[Extracted data entries]

++++++++

//! Pipeline stages composed from the table engine
//!
//! Every stage except [`upload`], [`update_anonymization`] and
//! [`validate_trip_lengths`] returns a lazy [`Table`]; nothing is read until
//! the caller writes or uploads the result.

use crate::anonymize::Anonymizer;
use crate::concat::ConcatMode;
use crate::convert::{as_iso_datetime, as_money, normalize_payment_type, parse_datetime, rematch, truncate_chars};
use crate::error::{PipelineError, SchemaError, StoreError};
use crate::fields::FieldDefinition;
use crate::region::Resolver;
use crate::schema::{
    AnonymizeSpec, ColumnSet, DurationField, GeneralizeSettings, MomentFields, NormalizeSettings, PipelineSchema,
    ValidateSettings, VendorLayout,
};
use crate::sink::{BackingStore, ChunkedUpsertSink, SurrogateKeyStore, UpsertSummary, UpsertTarget};
use crate::stats::{self, ValidationReport};
use crate::table::{CsvOptions, HeaderMode, Record, Table, TransformOptions, Value};
use chrono::{Datelike, NaiveDateTime, Timelike};
use std::collections::BTreeMap;
use tracing::{debug, info, instrument, warn};

pub use crate::anonymize::update_anonymization;

/// Rows between progress log lines
pub const PROGRESS_INTERVAL: u64 = 10_000;

/// Input files for one vendor
#[derive(Debug, Clone, PartialEq, Eq)]
pub struct VendorInput {
    pub vendor: String,
    /// Glob patterns, expanded in order
    pub patterns: Vec<String>,
}

impl VendorInput {
    pub fn new<I, S>(vendor: impl Into<String>, patterns: I) -> Self
    where
        I: IntoIterator<Item = S>,
        S: Into<String>,
    {
        Self {
            vendor: vendor.into(),
            patterns: patterns.into_iter().map(Into::into).collect(),
        }
    }
}

/// Read every vendor's files, clean them, merge them and derive the time
/// fields. Vendors with no patterns are left out.
#[instrument(skip_all, fields(schema = %schema.name, vendors = inputs.len()))]
pub fn normalize(
    schema: &PipelineSchema,
    inputs: &[VendorInput],
    options: &TransformOptions,
) -> Result<Table, PipelineError> {
    let mut tables = Vec::new();
    for input in inputs.iter().filter(|i| !i.patterns.is_empty()) {
        let layout = schema
            .vendor(&input.vendor)
            .ok_or_else(|| SchemaError::invalid(format!("unknown vendor {}", input.vendor)))?;
        let raw = read_vendor(layout, &input.patterns, options)?;
        tables.push(clean_vendor(&raw, layout, &schema.normalize, options));
    }
    if tables.is_empty() {
        return Err(SchemaError::invalid("no vendor input files given").into());
    }

    let merged = Table::concat(align(tables)?, ConcatMode::Strict);
    let merged_names = merged.fieldnames()?;
    let settings = &schema.normalize;

    let mut table = merged.cutout(settings.drop.iter().filter(|f| merged_names.contains(f)).cloned());
    for field in &settings.money {
        table = table.convert_with(field.as_str(), as_money, options.clone());
    }
    info!("Normalization chain built");
    Ok(derive_times(&table, settings, options))
}

/// Open one vendor's files with its header handling.
pub fn read_vendor(
    layout: &VendorLayout,
    patterns: &[String],
    options: &TransformOptions,
) -> Result<Table, PipelineError> {
    let header = match (&layout.fieldnames, layout.headerless) {
        (Some(names), true) => HeaderMode::Push(names.clone()),
        (Some(names), false) => HeaderMode::Replace(names.clone()),
        (None, _) => HeaderMode::FromFile,
    };
    let csv = CsvOptions::new().header(header).stats(options.stats.clone());
    debug!(vendor = %layout.name, ?patterns, "Reading vendor files");
    Ok(Table::from_csvs(patterns, csv)?)
}

/// Vendor-specific cleaning: data-source tag, payment types, datetimes.
pub fn clean_vendor(
    table: &Table,
    layout: &VendorLayout,
    settings: &NormalizeSettings,
    options: &TransformOptions,
) -> Table {
    let mut table = table.add_field(FieldDefinition::fixed(
        settings.data_source_field.as_str(),
        layout.data_source.as_str(),
    ));
    if layout.normalize_payment_type {
        table = table.convert_with(
            settings.payment_type_field.as_str(),
            normalize_payment_type,
            options.clone(),
        );
    }
    for field in &layout.datetime_fields {
        if let Some(n) = layout.datetime_truncate {
            table = table.convert_with(field.as_str(), truncate_chars(n), options.clone());
        } else if let Some(format) = &layout.datetime_input_format {
            table = table.convert_with(field.as_str(), as_iso_datetime(format), options.clone());
        }
    }
    table
}

/// Give every table the union of all headers (first-seen order), filling
/// fields a table lacks with `Null`.
pub fn align(tables: Vec<Table>) -> Result<Vec<Table>, PipelineError> {
    let mut headers = Vec::with_capacity(tables.len());
    let mut union: Vec<String> = Vec::new();
    for table in &tables {
        let names = table.fieldnames()?;
        for name in &names {
            if !union.contains(name) {
                union.push(name.clone());
            }
        }
        headers.push(names);
    }

    Ok(tables
        .into_iter()
        .zip(headers)
        .map(|(table, names)| {
            if names == union {
                return table;
            }
            let missing: Vec<FieldDefinition> = union
                .iter()
                .filter(|f| !names.contains(f))
                .map(|f| FieldDefinition::fixed(f.as_str(), Value::Null))
                .collect();
            debug!(missing = missing.len(), "Aligning table to merged header");
            table.add_fields(missing).cut(union.iter().cloned())
        })
        .collect())
}

/// Add the pickup/dropoff time breakdowns and the trip duration.
pub fn derive_times(table: &Table, settings: &NormalizeSettings, options: &TransformOptions) -> Table {
    let mut fields = Vec::new();
    let mut temporaries = Vec::new();
    for moment in &settings.moments {
        let temp = format!("_{}_dt", moment.prefix.to_lowercase());
        fields.extend(moment_fields(moment, &temp, &settings.datetime_format));
        temporaries.push(temp);
    }
    if let Some(duration) = &settings.duration {
        fields.push(duration_field(duration, &settings.datetime_format));
    }
    if fields.is_empty() {
        return table.clone();
    }
    table
        .add_fields_with(fields, options.clone())
        .cutout(temporaries)
}

fn moment_fields(moment: &MomentFields, temp: &str, pattern: &str) -> Vec<FieldDefinition> {
    let prefix = moment.prefix.as_str();
    vec![
        FieldDefinition::computed(temp, parse_datetime(&moment.source, pattern)),
        time_part(prefix, temp, "Year", |dt| Value::Int(dt.year().into())),
        time_part(prefix, temp, "Month", |dt| Value::Int(dt.month().into())),
        time_part(prefix, temp, "Day", |dt| Value::Int(dt.day().into())),
        time_part(prefix, temp, "Hour", |dt| Value::Int(dt.hour().into())),
        time_part(prefix, temp, "DOW", |dt| {
            Value::Int(dt.weekday().num_days_from_sunday().into())
        }),
        time_part(prefix, temp, "Day of Week", |dt| Value::from(dt.format("%A").to_string())),
        time_part(prefix, temp, "General Time", |dt| {
            dt.date().and_hms_opt(dt.hour(), 0, 0).into()
        }),
    ]
}

fn time_part(prefix: &str, temp: &str, suffix: &str, part: fn(NaiveDateTime) -> Value) -> FieldDefinition {
    let temp = temp.to_string();
    FieldDefinition::computed(format!("{prefix} {suffix}"), move |record: &Record<'_>| {
        Ok(record.field(&temp)?.as_datetime().map(part).unwrap_or_default())
    })
}

fn duration_field(duration: &DurationField, pattern: &str) -> FieldDefinition {
    let start = parse_datetime(&duration.start, pattern);
    let end = parse_datetime(&duration.end, pattern);
    FieldDefinition::computed(duration.name.as_str(), move |record: &Record<'_>| {
        match (start(record)?.as_datetime(), end(record)?.as_datetime()) {
            (Some(start), Some(end)) => Ok(Value::Int((end - start).num_seconds() / 60)),
            _ => Ok(Value::Null),
        }
    })
    .at(duration.index)
}

/// Replace precise coordinates with the containing region's zip code,
/// centroid and ID, tagged with the region map version.
#[instrument(skip_all, fields(version = %resolver.index().version()))]
pub fn generalize(
    table: &Table,
    resolver: &Resolver,
    settings: &GeneralizeSettings,
    options: &TransformOptions,
) -> Result<Table, PipelineError> {
    let mut fields = Vec::new();
    let mut dropped = Vec::new();

    for point in &settings.points {
        let temp = format!("_{}_region", point.prefix.to_lowercase());
        let resolver = resolver.clone();
        let (lat, lng) = (point.latitude.clone(), point.longitude.clone());
        fields.push(FieldDefinition::computed(temp.as_str(), move |record: &Record<'_>| {
            match (record.field(&lat)?.as_f64(), record.field(&lng)?.as_f64()) {
                (Some(lat), Some(lng)) => Ok(resolver.resolve(lat, lng).into()),
                _ => Ok(Value::Null),
            }
        }));
        dropped.push(temp);
    }

    for (point, temp) in settings.points.iter().zip(&dropped) {
        let prefix = &point.prefix;
        let zip = rematch(&settings.zip_pattern, &point.location, 1)
            .map_err(|e| SchemaError::invalid(format!("zip_pattern: {e}")))?;
        fields.push(FieldDefinition::computed(format!("{prefix} Zip Code"), zip));
        fields.push(region_part(prefix, temp, "Region Centroid Latitude", |r| {
            Value::Float(r.centroid.lat)
        }));
        fields.push(region_part(prefix, temp, "Region Centroid Longitude", |r| {
            Value::Float(r.centroid.lng)
        }));
        fields.push(region_part(prefix, temp, "Region ID", |r| Value::Int(r.id)));
    }
    fields.push(FieldDefinition::fixed(
        settings.version_field.as_str(),
        resolver.index().version(),
    ));

    for point in &settings.points {
        dropped.push(point.latitude.clone());
        dropped.push(point.longitude.clone());
    }
    Ok(table.add_fields_with(fields, options.clone()).cutout(dropped))
}

fn region_part(
    prefix: &str,
    temp: &str,
    suffix: &str,
    part: fn(&crate::region::Region) -> Value,
) -> FieldDefinition {
    let temp = temp.to_string();
    FieldDefinition::computed(format!("{prefix} {suffix}"), move |record: &Record<'_>| {
        Ok(record
            .field(&temp)?
            .as_region()
            .map(|r| part(r))
            .unwrap_or_default())
    })
}

/// Upsert target for `columns` in `trips_table`
pub fn upload_target(trips_table: &str, columns: &ColumnSet) -> Result<UpsertTarget, StoreError> {
    UpsertTarget::new(trips_table, columns.db.iter().cloned(), columns.identity.iter().cloned())
}

/// Cut `table` to the CSV columns, rename them to their database names and
/// merge the rows into `trips_table`.
#[instrument(skip_all, fields(table = trips_table, chunk_size = sink.chunk_size()))]
pub fn upload<S>(
    table: &Table,
    store: &mut S,
    trips_table: &str,
    columns: &ColumnSet,
    sink: &ChunkedUpsertSink,
) -> Result<UpsertSummary, StoreError>
where
    S: BackingStore + ?Sized,
{
    let target = upload_target(trips_table, columns)?;
    let renamed = table
        .cut(columns.csv.iter().cloned())
        .set_header(columns.db.iter().cloned())
        .progress("upload", PROGRESS_INTERVAL);
    sink.run(&renamed, &target, store)
}

/// Append `Anonymized <field>` columns using the store's current mappings.
#[instrument(skip_all, fields(columns = specs.len()))]
pub fn anonymize<S>(
    table: &Table,
    store: &mut S,
    specs: &[AnonymizeSpec],
    options: &TransformOptions,
) -> Result<Table, StoreError>
where
    S: SurrogateKeyStore + ?Sized,
{
    let anonymizer = Anonymizer::load(store, specs)?;
    Ok(anonymizer.apply(table, options.clone()))
}

/// Compare trip-length distributions across data sources.
///
/// Lengths that do not parse as finite numbers are skipped and counted in
/// the report.
#[instrument(skip_all, fields(scale = settings.scale))]
pub fn validate_trip_lengths(table: &Table, settings: &ValidateSettings) -> Result<ValidationReport, PipelineError> {
    let stream = table
        .cut([settings.trip_length_field.as_str(), settings.data_source_field.as_str()])
        .open()?;

    let mut groups: BTreeMap<String, Vec<f64>> = BTreeMap::new();
    let mut skipped = 0;
    for row in stream {
        let row = row?;
        let length = row.first().and_then(Value::as_f64).filter(|v| v.is_finite());
        match (length, row.get(1)) {
            (Some(length), Some(source)) => groups.entry(source.to_text()).or_default().push(length),
            _ => skipped += 1,
        }
    }
    if skipped > 0 {
        warn!(skipped, "Skipped trip lengths that did not parse");
    }

    let mut report = stats::validate(&groups, settings.scale);
    report.skipped = skipped;
    info!(
        groups = report.stats.len(),
        violations = report.violations.len(),
        "Trip length validation complete"
    );
    Ok(report)
}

++++++++

» Task directions: Nothing but an exact copy of the lines from the first one above through the line holding "use crate::concat::ConcatMode;" should be returned.

» Solution to the exercise:
//! Pipeline stages composed from the table engine
//!
//! Every stage except [`upload`], [`update_anonymization`] and
//! [`validate_trip_lengths`] returns a lazy [`Table`]; nothing is read until
//! the caller writes or uploads the result.

use crate::anonymize::Anonymizer;
use crate::concat::ConcatMode;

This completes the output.